I don't really think about anything. I've had so many diagnoses, each one more "wonderful" than the last. I keep thinking about what a friend of mine told me about her mother: she went to doctors all over the country and everyone said they didn't know what was wrong with her. When they found her cancer, it was too late and she died a few weeks later. In my case, at least for the moment, it's not really about cancer, but about autoimmune diseases, which is even scarier because it's clear that there's no cure. But nothing is clear, of course.

can your brother not help

I was expecting this logical question. But the thing is, I don't want to tell anyone about it, least of all my relatives. Only my partner (and you, who read my posts) know about my condition. It's just that my relationship with my relatives is too complicated to share such personal things with them.😁

I know the feeling a autoimmune disease might be what I'm dealing with, I'm no doctor but it seems for either there might be a bit of hope, likely depends how serious and type, however any help on such things are always said to be 25 years away. And I think that's mostly down to the terrible systems in place supposedly to protect us.

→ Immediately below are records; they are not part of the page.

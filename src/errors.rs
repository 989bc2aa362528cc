//! Errors for humanized-time formatting (unit validation, table invariants,
//! and locale-resource resolution).
//!
//! This module defines a single crate-wide error type, [`FormatError`], used
//! across the unit table, the decomposer, the locale resolver, and the engine
//! facade. It implements `Display`/`Error` so callers can bubble failures up
//! with `?` or report them directly.
//!
//! ## Conventions
//! - **Quantities are milliseconds** unless a variant says otherwise.
//! - Unit sizes must be **strictly positive**; overflow ceilings must be
//!   **non-negative** (0 means "inferred from the next coarser unit").
//! - Rounding tolerances are **percentages in `0..=100`**.
//! - All errors are synchronous and surfaced immediately; there are no
//!   transient failures in this crate and nothing is retried or swallowed.

/// Crate-wide result alias for operations that may produce [`FormatError`].
pub type FormatResult<T> = Result<T, FormatError>;

/// Unified error type for relative-time decomposition and formatting.
///
/// Covers construction-time validation of units and templates, unit-table
/// invariants, and locale-resource resolution. Resolution failures after the
/// default-locale fallback ([`FormatError::MissingResource`]) indicate a
/// configuration defect rather than a user error: the call fails, the process
/// does not.
#[derive(Debug, Clone, PartialEq, Eq)]
pub enum FormatError {
    // ---- Unit / template validation ----
    /// A unit's size in milliseconds must be strictly positive.
    NonPositiveMillisPerUnit { value: i64 },

    /// A unit's overflow ceiling must be non-negative (0 means "inferred").
    NegativeMaxQuantity { value: i64 },

    /// A rounding tolerance must be a percentage in `0..=100`.
    InvalidTolerance { value: u32 },

    // ---- Unit-table invariants ----
    /// Two registered units share the same `millis_per_unit`.
    DuplicateUnit { millis_per_unit: i64 },

    /// Decomposition was attempted against an empty unit table.
    UnresolvedUnit,

    // ---- Formatting input ----
    /// `format_durations` was called with an empty duration sequence.
    EmptyDurations,

    // ---- Locale resolution ----
    /// No template for the unit, even after default-locale fallback.
    MissingResource { locale: String, unit: String },
}

impl std::error::Error for FormatError {}

impl std::fmt::Display for FormatError {
    fn fmt(&self, f: &mut std::fmt::Formatter<'_>) -> std::fmt::Result {
        match self {
            // ---- Unit / template validation ----
            FormatError::NonPositiveMillisPerUnit { value } => {
                write!(f, "millis_per_unit must be strictly positive; got: {value}")
            }
            FormatError::NegativeMaxQuantity { value } => {
                write!(f, "max_quantity must be non-negative (0 means inferred); got: {value}")
            }
            FormatError::InvalidTolerance { value } => {
                write!(f, "Rounding tolerance must be a percentage in 0..=100; got: {value}")
            }
            // ---- Unit-table invariants ----
            FormatError::DuplicateUnit { millis_per_unit } => {
                write!(
                    f,
                    "A unit with millis_per_unit = {millis_per_unit} is already registered; \
                     unit sizes must be distinct"
                )
            }
            FormatError::UnresolvedUnit => {
                write!(f, "No time unit is registered; cannot decompose a delta")
            }
            // ---- Formatting input ----
            FormatError::EmptyDurations => {
                write!(f, "Cannot format an empty duration sequence")
            }
            // ---- Locale resolution ----
            FormatError::MissingResource { locale, unit } => {
                write!(
                    f,
                    "No locale template for unit '{unit}' under locale '{locale}' \
                     (default locale fallback included); register the unit with an \
                     explicit template or add the resource"
                )
            }
        }
    }
}
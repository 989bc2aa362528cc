//! Compiled-in locale resources.
//!
//! Phrase templates are a static data asset: one lookup function per shipped
//! locale, keyed by [`UnitName`]. Adding a locale is additive — write its
//! lookup and route its language subtag in [`lookup`]. Custom units never
//! appear here; they carry their own templates.
//!
//! English is the crate-wide default locale and must stay complete for every
//! built-in unit: the resolver treats a miss here as a configuration defect.

use crate::{core::units::UnitName, locale::templates::LocaleTemplate};

/// The process-default locale tag; the resolver's final fallback.
pub(crate) const DEFAULT_LOCALE: &str = "en";

/// Resolve `(locale tag, unit)` to a template. Tags match exactly; the
/// resolver is responsible for trying the full tag, then the base language,
/// then [`DEFAULT_LOCALE`].
pub(crate) fn lookup(tag: &str, name: &UnitName) -> Option<LocaleTemplate> {
    match tag {
        "en" => english(name),
        "de" => german(name),
        _ => None,
    }
}

fn template(
    singular: &str, plural: &str, pattern: &str, future_prefix: &str, future_suffix: &str,
    past_prefix: &str, past_suffix: &str,
) -> LocaleTemplate {
    LocaleTemplate {
        singular: singular.to_string(),
        plural: plural.to_string(),
        pattern: pattern.to_string(),
        future_prefix: future_prefix.to_string(),
        future_suffix: future_suffix.to_string(),
        past_prefix: past_prefix.to_string(),
        past_suffix: past_suffix.to_string(),
        rounding_tolerance: super::templates::DEFAULT_ROUNDING_TOLERANCE,
    }
}

/// Suffix-decorated English: `"<n> <unit> from now"` / `"<n> <unit> ago"`.
fn english(name: &UnitName) -> Option<LocaleTemplate> {
    let (singular, plural) = match name {
        // The moment phrase lives entirely in the suffix slots.
        UnitName::Moment => {
            return Some(template("moment", "moments", "", "", "moments from now", "", "moments ago"));
        }
        UnitName::Second => ("second", "seconds"),
        UnitName::Minute => ("minute", "minutes"),
        UnitName::Hour => ("hour", "hours"),
        UnitName::Day => ("day", "days"),
        UnitName::Week => ("week", "weeks"),
        UnitName::Month => ("month", "months"),
        UnitName::Year => ("year", "years"),
        UnitName::Decade => ("decade", "decades"),
        UnitName::Century => ("century", "centuries"),
        UnitName::Custom(_) => return None,
    };
    Some(template(singular, plural, "%n %u", "", "from now", "", "ago"))
}

/// Prefix-decorated German: `"in <n> <unit>"` / `"vor <n> <unit>"`.
fn german(name: &UnitName) -> Option<LocaleTemplate> {
    let (singular, plural) = match name {
        UnitName::Moment => {
            return Some(template("Augenblick", "Augenblicke", "", "", "Jetzt", "", "Jetzt"));
        }
        UnitName::Second => ("Sekunde", "Sekunden"),
        UnitName::Minute => ("Minute", "Minuten"),
        UnitName::Hour => ("Stunde", "Stunden"),
        UnitName::Day => ("Tag", "Tagen"),
        UnitName::Week => ("Woche", "Wochen"),
        UnitName::Month => ("Monat", "Monaten"),
        UnitName::Year => ("Jahr", "Jahren"),
        UnitName::Decade => ("Jahrzehnt", "Jahrzehnten"),
        UnitName::Century => ("Jahrhundert", "Jahrhunderten"),
        UnitName::Custom(_) => return None,
    };
    Some(template(singular, plural, "%n %u", "in", "", "vor", ""))
}

#[cfg(test)]
mod tests {
    use super::*;

    // -------------------------------------------------------------------------
    // Scope
    // -----
    // These tests cover:
    // - Completeness of the default locale over every built-in unit.
    // - Exact-tag routing (regioned tags miss; base languages hit).
    //
    // They intentionally DO NOT cover:
    // - Fallback ordering or caching (tested in `locale::resolver`).
    // -------------------------------------------------------------------------

    const BUILT_INS: [UnitName; 10] = [
        UnitName::Moment,
        UnitName::Second,
        UnitName::Minute,
        UnitName::Hour,
        UnitName::Day,
        UnitName::Week,
        UnitName::Month,
        UnitName::Year,
        UnitName::Decade,
        UnitName::Century,
    ];

    #[test]
    // Purpose
    // -------
    // The default locale must resolve every built-in unit; anything less is
    // a configuration defect the resolver cannot recover from.
    fn default_locale_is_complete() {
        for name in BUILT_INS {
            assert!(
                lookup(DEFAULT_LOCALE, &name).is_some(),
                "default locale is missing '{name}'"
            );
        }
    }

    #[test]
    // Purpose
    // -------
    // Shipped non-default locales must also be complete for built-ins, and
    // no locale may carry resources for custom units.
    fn german_is_complete_and_custom_units_never_resolve() {
        for name in BUILT_INS {
            assert!(lookup("de", &name).is_some(), "German is missing '{name}'");
        }

        let custom = UnitName::Custom("tick".to_string());
        assert!(lookup("en", &custom).is_none());
        assert!(lookup("de", &custom).is_none());
    }

    #[test]
    // Purpose
    // -------
    // Tags match exactly at this layer: a regioned tag and an unknown
    // language both miss.
    fn lookup_matches_tags_exactly() {
        assert!(lookup("en-US", &UnitName::Minute).is_none());
        assert!(lookup("xx", &UnitName::Minute).is_none());
    }
}
//! Locale resolution — exact tag, base language, then the default locale.
//!
//! Purpose
//! -------
//! Map (locale, unit) to a [`LocaleTemplate`] with the resolution order of
//! §-style resource bundles made explicit: exact locale match, then the
//! locale's primary language subtag alone, then the crate default (`en`).
//!
//! Key behaviors
//! -------------
//! - Resolve lazily and cache per unit for the resolver's lifetime; one
//!   resolver belongs to one engine, so the cache is engine-local state.
//! - Fail only when the *default* locale lacks a template for the unit —
//!   a configuration defect surfaced as `FormatError::MissingResource`,
//!   never a runtime user error.
//!
//! Invariants & assumptions
//! ------------------------
//! - The cache is interior-mutable (`RefCell`) behind `&self` lookups; the
//!   resolver is single-owner and not thread-safe, matching the
//!   configure-then-freeze concurrency model of the engine.
//! - Custom units are expected to carry explicit templates and never reach
//!   the resolver; one that does resolves to `MissingResource`.

use std::{cell::RefCell, collections::HashMap};

use crate::{
    core::units::UnitName,
    errors::{FormatError, FormatResult},
    locale::{
        resources,
        templates::{LocaleId, LocaleTemplate},
    },
};

/// Per-engine template resolver with a lazily filled cache.
#[derive(Debug, Clone)]
pub struct LocaleResolver {
    locale: LocaleId,
    cache: RefCell<HashMap<UnitName, LocaleTemplate>>,
}

impl LocaleResolver {
    /// Resolver for one locale with an empty cache.
    pub fn new(locale: LocaleId) -> Self {
        LocaleResolver { locale, cache: RefCell::new(HashMap::new()) }
    }

    /// The locale this resolver serves.
    pub fn locale(&self) -> &LocaleId {
        &self.locale
    }

    /// Resolve the template for a unit name.
    ///
    /// Resolution order: exact tag → base language → default locale. The
    /// result is cached, so repeated formatting of the same units is a map
    /// lookup.
    ///
    /// Errors
    /// ------
    /// - `FormatError::MissingResource` when even the default locale has no
    ///   template for the unit.
    pub fn resolve(&self, name: &UnitName) -> FormatResult<LocaleTemplate> {
        if let Some(cached) = self.cache.borrow().get(name) {
            return Ok(cached.clone());
        }

        let resolved = resources::lookup(&self.locale.tag(), name)
            .or_else(|| resources::lookup(self.locale.language(), name))
            .or_else(|| resources::lookup(resources::DEFAULT_LOCALE, name))
            .ok_or_else(|| FormatError::MissingResource {
                locale: self.locale.tag(),
                unit: name.label().to_string(),
            })?;

        self.cache.borrow_mut().insert(name.clone(), resolved.clone());
        Ok(resolved)
    }
}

That's also the answer I expected "relationship with my relatives is too complicated". For the other part of the answer it seems these days people enjoy too much going around telling everybody, especially true with telling family what is effecting them health wise. But it seems we are both mostly keeping and trying to deal with it ourselves for the reason you mentioned.

people enjoy too much going around telling everybody

Talking about it is desirable, of course, and sometimes one forgets oneself in one's grief and talks and talks, and of course this makes things worse. It has been said that one should not talk about one's problems, because it makes them worse. But God, how can one not talk? How can one keep all this inside oneself, and just suffer?
Luckily, I don't have people around me I can trust 😁 to not make things worse. I've chosen to write on Steemit. Because God, this has to come out.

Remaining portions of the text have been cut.